Part of the book series: Lecture Notes in Computer Science ((LNAI,volume 2850))

Abstract.

A simple syntactical translation of theories and of existential formulas – \(\mathcal C^\forall\) and \(\mathcal C^\exists\), respectively – is described for which the following holds: For any classical theory T and all formulas A(x),

$$T\vdash A(t) \mbox{for some term $t$} \ \Leftrightarrow \ \mathcal C^\forall(T) \vdash \mathcal C^\exists(\exists x A(x)) .$$

In other words, \(\mathcal C^\forall (T)\) proves exactly those formulas \(\mathcal C^\exists (\exists x A(x))\) for which T can prove ∃ x A(x)constructively and thus circumscribes the constructive fragment of T. The proof of the theorem is based on properties of the resolution calculus; which allows to extract a primitive recursive bound on the size of the witness term t, with respect to the size of a proof of \(\mathcal C^\forall (T) \vdash \mathcal C^\exists (\exists x A(x))\).
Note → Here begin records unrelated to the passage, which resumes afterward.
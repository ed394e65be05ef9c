//! The song library: one object owning the catalog, the store, the indexer
//! and the query builder, shared by the HTTP layer and background jobs.

mod models;
mod status;

pub use models::{LibraryInfo, SongRow};
use status::IndexStatus;

use crate::attributes::{AttributeCatalog, DisplayValue};
use crate::error::{SongDbError, SongDbResult};
use crate::filter::compile_filter;
use crate::indexer::{FileMatcher, IndexReport, Indexer};
use crate::query::QueryBuilder;
use crate::song_file::SourceEncoding;
use crate::song_store::SqliteSongStore;
use anyhow::Result;
use std::path::PathBuf;
use std::sync::{Arc, Mutex};
use tracing::{debug, error};

/// Everything the library needs to open its store and find its files.
#[derive(Debug, Clone, PartialEq)]
pub struct LibrarySettings {
    pub database: PathBuf,
    pub data_dir: PathBuf,
    pub encoding: SourceEncoding,
    pub patterns: Vec<String>,
    pub max_results: usize,
}

pub struct SongDb {
    catalog: Arc<AttributeCatalog>,
    store: SqliteSongStore,
    indexer: Indexer,
    query_builder: QueryBuilder,
    status: IndexStatus,
    max_results: usize,
    reindex_lock: Mutex<()>,
}

impl SongDb {
    pub fn open(settings: &LibrarySettings) -> Result<Self> {
        Self::open_with_catalog(settings, AttributeCatalog::standard())
    }

    pub fn open_with_catalog(settings: &LibrarySettings, catalog: AttributeCatalog) -> Result<Self> {
        let catalog = Arc::new(catalog);
        let store = SqliteSongStore::open(&settings.database, catalog.clone())?;
        let matcher = FileMatcher::new(&settings.patterns)?;
        Ok(Self {
            indexer: Indexer::new(&settings.data_dir, settings.encoding, matcher),
            query_builder: QueryBuilder::new(catalog.clone()),
            catalog,
            store,
            status: IndexStatus::default(),
            max_results: settings.max_results,
            reindex_lock: Mutex::new(()),
        })
    }

    pub fn catalog(&self) -> &AttributeCatalog {
        &self.catalog
    }

    /// Runs one reconciliation pass. Concurrent callers wait for the pass in
    /// progress to finish before starting their own.
    pub fn reindex_now(&self) -> SongDbResult<IndexReport> {
        let _guard = self.reindex_lock.lock().unwrap();
        let now = chrono::Utc::now().timestamp();
        match self.indexer.reindex(&self.store) {
            Ok(report) => {
                self.status.record_success(report.clone(), now);
                Ok(report)
            }
            Err(e) => {
                error!("Reindex failed: {:#}", e);
                self.status.record_failure(format!("{:#}", e), now);
                Err(SongDbError::Indexing(e))
            }
        }
    }

    /// Songs matching `filter`, ordered by id and capped at the configured
    /// maximum. A filter without any effective clause matches nothing.
    pub fn search(&self, filter: &str) -> SongDbResult<Vec<SongRow>> {
        let criteria = compile_filter(&self.catalog, filter)?;
        let Some(query) = self.query_builder.build(&criteria)? else {
            debug!("Filter has no criteria, returning no songs");
            return Ok(Vec::new());
        };
        let songs = self
            .store
            .query_songs(&query.where_sql, &query.param_refs(), self.max_results)?;
        Ok(songs
            .iter()
            .map(|song| SongRow::from_stored(&self.catalog, song))
            .collect())
    }

    pub fn fetch_by_id(&self, id: i64) -> SongDbResult<SongRow> {
        match self.store.fetch_song(id)? {
            Some(song) => Ok(SongRow::from_stored(&self.catalog, &song)),
            None => Err(SongDbError::NotFound(format!(
                "song with id {} does not exist",
                id
            ))),
        }
    }

    /// A single attribute of a song, `id` included. Absent attributes are
    /// not found.
    pub fn fetch_attribute(&self, id: i64, name: &str) -> SongDbResult<(&'static str, DisplayValue)> {
        let row = self.fetch_by_id(id)?;
        if name == "id" {
            return Ok(("id", DisplayValue::Integer(row.id)));
        }
        row.attributes
            .into_iter()
            .find(|(attribute, _)| *attribute == name)
            .ok_or_else(|| {
                SongDbError::NotFound(format!("attribute {} not found on song: {}", name, id))
            })
    }

    pub fn list_attribute_names(&self) -> Vec<&'static str> {
        self.catalog.sorted_names()
    }

    pub fn info(&self) -> SongDbResult<LibraryInfo> {
        let status = self.status.snapshot();
        let last = status.last_report.unwrap_or_default();
        Ok(LibraryInfo {
            loaded: self.store.count_songs()?,
            found: last.songs_indexed,
            warnings: last.warnings,
            db_size_bytes: self.store.db_size_bytes()?,
            last_reindex_failed: status.last_reindex_failed,
            last_reindex_error: status.last_error,
            last_reindex_at: status.last_reindex_at,
        })
    }
}
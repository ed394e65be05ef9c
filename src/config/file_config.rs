use anyhow::{Context, Result};
use serde::Deserialize;
use std::path::Path;

#[derive(Debug, Deserialize, Default)]
#[serde(default)]
pub struct FileConfig {
    // Core settings (can override CLI)
    pub database: Option<String>,
    pub data_dir: Option<String>,
    pub encoding: Option<String>,
    pub patterns: Option<Vec<String>>,
    pub max_results: Option<usize>,
    pub reindex_interval_secs: Option<u64>,
    pub host: Option<String>,
    pub port: Option<u16>,
    pub logging_level: Option<String>,
    pub log_level: Option<String>,

    pub auth: Option<AuthConfig>,
}

#[derive(Debug, Deserialize, Default, Clone)]
#[serde(default)]
pub struct AuthConfig {
    pub require_auth: Option<bool>,
    pub username: Option<String>,
    pub password: Option<String>,
}

impl FileConfig {
    pub fn load(path: &Path) -> Result<Self> {
        let content = std::fs::read_to_string(path)
            .with_context(|| format!("Failed to read config file: {:?}", path))?;
        toml::from_str(&content).with_context(|| format!("Failed to parse config file: {:?}", path))
    }
}
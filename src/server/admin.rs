use axum::{
    extract::State,
    http::StatusCode,
    response::{IntoResponse, Response},
    routing::{get, post},
    Json, Router,
};
use serde::Serialize;
use tracing::info;

use super::errors::ApiError;
use super::state::{GuardedLibrary, OptionalSchedulerHandle, ServerState};
use crate::background_jobs::{jobs::REINDEX_JOB_ID, JobError};

#[derive(Serialize)]
struct KeysResponse {
    keys: Vec<&'static str>,
}

#[derive(Serialize)]
struct ReindexResponse {
    job: &'static str,
    /// False when a pass was already running and no new one was started.
    started: bool,
}

async fn get_info(State(library): State<GuardedLibrary>) -> Result<Response, ApiError> {
    Ok(Json(library.info()?).into_response())
}

async fn get_keys(State(library): State<GuardedLibrary>) -> Response {
    Json(KeysResponse {
        keys: library.list_attribute_names(),
    })
    .into_response()
}

async fn post_reindex(
    State(scheduler): State<OptionalSchedulerHandle>,
) -> Result<Response, ApiError> {
    let Some(scheduler) = scheduler else {
        return Err(ApiError::unavailable("background jobs are not running"));
    };
    let started = match scheduler.trigger(REINDEX_JOB_ID).await {
        Ok(()) => true,
        Err(JobError::AlreadyRunning) => false,
        Err(e) => return Err(ApiError::unavailable(e.to_string())),
    };
    info!("Manual reindex requested, started: {}", started);
    Ok((
        StatusCode::ACCEPTED,
        Json(ReindexResponse {
            job: REINDEX_JOB_ID,
            started,
        }),
    )
        .into_response())
}

pub(super) fn make_admin_routes(state: ServerState) -> Router {
    Router::new()
        .route("/info", get(get_info))
        .route("/keys", get(get_keys))
        .route("/reindex", post(post_reindex))
        .with_state(state)
}
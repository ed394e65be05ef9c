use crate::library::SongDb;
use std::sync::Arc;
use tokio_util::sync::CancellationToken;

/// Context provided to jobs during execution.
#[derive(Clone)]
pub struct JobContext {
    /// Token to check for cancellation/shutdown requests.
    pub cancellation_token: CancellationToken,

    pub library: Arc<SongDb>,
}

impl JobContext {
    pub fn new(cancellation_token: CancellationToken, library: Arc<SongDb>) -> Self {
        Self {
            cancellation_token,
            library,
        }
    }

    pub fn is_cancelled(&self) -> bool {
        self.cancellation_token.is_cancelled()
    }
}
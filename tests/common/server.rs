//! Test server lifecycle management
//!
//! This module manages spawning and shutting down test HTTP servers.
//! Each test gets an isolated server with its own data directory and database.

use super::constants::*;
use super::fixtures::create_test_library;
use songdb::background_jobs::jobs::{ReindexJob, REINDEX_JOB_ID};
use songdb::background_jobs::{create_scheduler, JobContext, SchedulerHandle};
use songdb::server::{make_app, BasicCredentials, RequestsLoggingLevel, ServerConfig};
use songdb::song_file::SourceEncoding;
use songdb::{LibrarySettings, SongDb};
use std::path::PathBuf;
use std::sync::Arc;
use std::time::Duration;
use tempfile::TempDir;
use tokio::net::TcpListener;
use tokio_util::sync::CancellationToken;

/// Test server instance with an isolated library
///
/// When dropped, the server and its scheduler shut down and temp resources
/// are cleaned up.
pub struct TestServer {
    /// Base URL for making requests (e.g., "http://127.0.0.1:12345")
    pub base_url: String,

    /// The port the server is listening on
    pub port: u16,

    /// Directory scanned by the indexer, for tests that add or remove files
    pub data_dir: PathBuf,

    /// Direct access to the library behind the server
    pub library: Arc<SongDb>,

    // Private fields - keep resources alive until drop
    scheduler_handle: SchedulerHandle,
    _temp_dir: TempDir,
    shutdown_token: CancellationToken,
}

impl TestServer {
    /// Spawns a new test server on a random port without authentication
    pub async fn spawn() -> Self {
        Self::spawn_with(None).await
    }

    /// Spawns a test server requiring [`ADMIN_USER`] / [`ADMIN_PASS`]
    pub async fn spawn_with_auth() -> Self {
        Self::spawn_with(Some(BasicCredentials {
            username: ADMIN_USER.to_string(),
            password: ADMIN_PASS.to_string(),
        }))
        .await
    }

    /// This function:
    /// 1. Creates a temporary data directory with fixture files
    /// 2. Opens the library
    /// 3. Starts the job scheduler with a reindex job (startup hook only)
    /// 4. Binds to a random port (127.0.0.1:0) and spawns the server
    /// 5. Waits for the startup reindex and for the server to be ready
    ///
    /// # Panics
    ///
    /// Panics if any of these steps fails.
    async fn spawn_with(credentials: Option<BasicCredentials>) -> Self {
        let (temp_dir, data_dir, db_path) =
            create_test_library().expect("Failed to create test library");

        let library = Arc::new(
            SongDb::open(&LibrarySettings {
                database: db_path,
                data_dir: data_dir.clone(),
                encoding: SourceEncoding::Utf8,
                patterns: vec!["*.txt".to_string(), "*.txt.gz".to_string()],
                max_results: 100,
            })
            .expect("Failed to open library"),
        );

        let shutdown_token = CancellationToken::new();
        let job_context = JobContext::new(shutdown_token.child_token(), library.clone());
        let (mut scheduler, scheduler_handle) =
            create_scheduler(shutdown_token.clone(), job_context);
        scheduler
            .register_job(Arc::new(ReindexJob::new(Duration::ZERO)))
            .await;
        tokio::spawn(async move { scheduler.run().await });

        let listener = TcpListener::bind("127.0.0.1:0")
            .await
            .expect("Failed to bind to random port");
        let port = listener
            .local_addr()
            .expect("Failed to get local address")
            .port();
        let base_url = format!("http://127.0.0.1:{}", port);

        let config = ServerConfig {
            requests_logging_level: RequestsLoggingLevel::None,
            host: "127.0.0.1".to_string(),
            port,
            credentials,
        };
        let app = make_app(config, library.clone(), Some(scheduler_handle.clone()))
            .expect("Failed to build app");

        let server_token = shutdown_token.clone();
        tokio::spawn(async move {
            axum::serve(listener, app)
                .with_graceful_shutdown(async move { server_token.cancelled().await })
                .await
                .expect("Server failed");
        });

        let server = Self {
            base_url,
            port,
            data_dir,
            library,
            scheduler_handle,
            _temp_dir: temp_dir,
            shutdown_token,
        };

        server.wait_for_startup_reindex().await;
        server.wait_for_ready().await;

        server
    }

    /// Waits until the startup reindex pass has been recorded and its job
    /// has finished, so a manual trigger starts a fresh pass
    async fn wait_for_startup_reindex(&self) {
        let start = std::time::Instant::now();
        let timeout = Duration::from_millis(REINDEX_WAIT_TIMEOUT_MS);

        loop {
            let recorded = self
                .library
                .info()
                .expect("Library info unavailable")
                .last_reindex_at
                .is_some();
            let running = self
                .scheduler_handle
                .is_running(REINDEX_JOB_ID)
                .await
                .expect("Scheduler unavailable");
            if recorded && !running {
                return;
            }
            if start.elapsed() > timeout {
                panic!("No reindex pass within {}ms", REINDEX_WAIT_TIMEOUT_MS);
            }
            tokio::time::sleep(Duration::from_millis(SERVER_READY_POLL_INTERVAL_MS)).await;
        }
    }

    /// Waits for the server to become ready by polling the home endpoint
    async fn wait_for_ready(&self) {
        let client = reqwest::Client::builder()
            .timeout(Duration::from_millis(100))
            .build()
            .expect("Failed to build reqwest client");

        let start = std::time::Instant::now();
        let timeout = Duration::from_millis(SERVER_READY_TIMEOUT_MS);

        loop {
            if start.elapsed() > timeout {
                panic!(
                    "Server did not become ready within {}ms",
                    SERVER_READY_TIMEOUT_MS
                );
            }

            match client.get(format!("{}/", self.base_url)).send().await {
                Ok(response) if response.status().is_success() => return,
                _ => {
                    tokio::time::sleep(Duration::from_millis(SERVER_READY_POLL_INTERVAL_MS)).await;
                }
            }
        }
    }
}

impl Drop for TestServer {
    fn drop(&mut self) {
        self.shutdown_token.cancel();
        // TempDir will be cleaned up automatically
    }
}
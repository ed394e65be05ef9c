use crate::attributes::{AttributeCatalog, ValueSource};
use std::collections::HashMap;
use std::str::Lines;
use tracing::warn;

pub const RECORD_DELIMITER: &str = "-";
const BYTE_ORDER_MARK: char = '\u{feff}';

/// Raw `key -> value` map of one song entry, before normalization.
#[derive(Debug, Clone, Default, PartialEq, Eq)]
pub struct RawRecord {
    pub fields: HashMap<&'static str, String>,
}

impl RawRecord {
    pub fn get(&self, name: &str) -> Option<&str> {
        self.fields.get(name).map(|s| s.as_str())
    }
}

/// Lazily splits the text of one metadata file into song records.
///
/// Records are separated by a line holding only `-`; the text after the last
/// separator forms a final record. Keys are matched against the catalog and
/// unknown ones are logged and counted in [`RecordReader::warnings`].
/// Attributes sourced from the file name always get `media_name`.
pub struct RecordReader<'a> {
    lines: Lines<'a>,
    catalog: &'a AttributeCatalog,
    media_name: &'a str,
    source_label: &'a str,
    warnings: usize,
    finished: bool,
}

impl<'a> RecordReader<'a> {
    pub fn new(
        text: &'a str,
        catalog: &'a AttributeCatalog,
        media_name: &'a str,
        source_label: &'a str,
    ) -> Self {
        Self {
            lines: text.lines(),
            catalog,
            media_name,
            source_label,
            warnings: 0,
            finished: false,
        }
    }

    pub fn warnings(&self) -> usize {
        self.warnings
    }

    fn finish_record(&self, mut record: RawRecord) -> Option<RawRecord> {
        if record.fields.is_empty() {
            return None;
        }
        for descriptor in self.catalog.descriptors() {
            if descriptor.source == ValueSource::FileName {
                record
                    .fields
                    .insert(descriptor.name, self.media_name.to_string());
            }
        }
        Some(record)
    }
}

fn clean_line(line: &str) -> &str {
    line.trim().trim_matches(BYTE_ORDER_MARK).trim()
}

impl Iterator for RecordReader<'_> {
    type Item = RawRecord;

    fn next(&mut self) -> Option<RawRecord> {
        if self.finished {
            return None;
        }
        let mut record = RawRecord::default();
        loop {
            let Some(line) = self.lines.next() else {
                self.finished = true;
                return self.finish_record(record);
            };
            let line = clean_line(line);
            if line.is_empty() {
                continue;
            }
            let (key, value) = match line.split_once(':') {
                Some((key, value)) => (key, Some(value)),
                None => (line, None),
            };
            if key == RECORD_DELIMITER {
                if let Some(done) = self.finish_record(std::mem::take(&mut record)) {
                    return Some(done);
                }
                continue;
            }
            if key.is_empty() {
                continue;
            }
            match (self.catalog.lookup(key), value) {
                (Some(descriptor), Some(value)) => {
                    if descriptor.source == ValueSource::Content {
                        record.fields.insert(descriptor.name, value.to_string());
                    }
                }
                _ => {
                    warn!("Unknown key in file ({}): {}", self.source_label, line);
                    self.warnings += 1;
                }
            }
        }
    }
}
In fact, a generalization of the above statement, that takes into account a designation of certain function symbols as ‘constructor symbols’ is proved. Different types of examples are provided: Some formalize well known non-constructive arguments from mathematics, others illustrate the use of the theorem for characterizing classes of classical theories that are constructive with respect to certain types of existential formulas.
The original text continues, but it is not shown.